The non-contractile aortic smooth muscle cell line A7r5 was used to study the membrane events involved in the effect of vasoconstrictor peptides. Whole-cell voltage-clamp and membrane potential recording techniques were used to demonstrate the contribution of an increased Cl- conductance to the late depolarization induced by endothelin-1 and vasopressin. During cell-attached patch recording with N-methyl-D-glucamine in the pipette, bath application of endothelin or vasopressin induced single-channel inward currents in the following minutes. The current/potential (I/V) curve of the most frequently observed channel type--a small conductance Cl- (SCl) channel--reversed near the cell membrane potential and showed a single-channel conductance of 1.8 pS for inward currents. After patch excision in an extracellular solution containing CaCl2 (2 mM), the frequency of SCl channel openings increased. Patch excision in the absence of peptide stimulation also produced this channel activity.
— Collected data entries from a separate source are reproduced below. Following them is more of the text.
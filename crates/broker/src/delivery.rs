use crate::broker::BrokerError;

use std::collections::HashMap;
use std::fmt::Debug;

use async_trait::async_trait;
use bytes::Bytes;

/// A trait representing a handle to one inbound message.
///
/// The message exists from publish until a single successful acknowledgment;
/// an unacknowledged delivery may be presented again by the broker.
#[async_trait]
pub trait Delivery
where
    Self: Clone + Debug + Send + Sync + 'static,
{
    /// The error type for the delivery.
    type Error: BrokerError;

    /// The attribute mapping carried by the message.
    fn attributes(&self) -> &HashMap<String, String>;

    /// The message body.
    fn payload(&self) -> &Bytes;

    /// Acknowledges the message so the broker does not redeliver it.
    async fn ack(&self) -> Result<(), Self::Error>;
}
Replacement of CaCl2 by a Ca2+ chelator on the intracellular face of a patch reversibly inhibited the channel activity, indicating that these SCl channels are Ca(2+)-activated Cl- channels. The single-channel I/V characteristic showed outward rectification above +50 mV. An analysis of the gating kinetics of the SCl channel is given. Another channel type was recorded less frequently after peptide stimulation. It had a lower conductance (1.0-1.3 pS) and slower kinetics and was designated a very small conductance Cl- channel. It is concluded that activation of two types of Cl- channels (at least one of which is Ca2+ dependent) is involved in the late depolarization produced by vasoconstrictor peptides in vascular smooth muscle cells of the aortic cell line A7r5.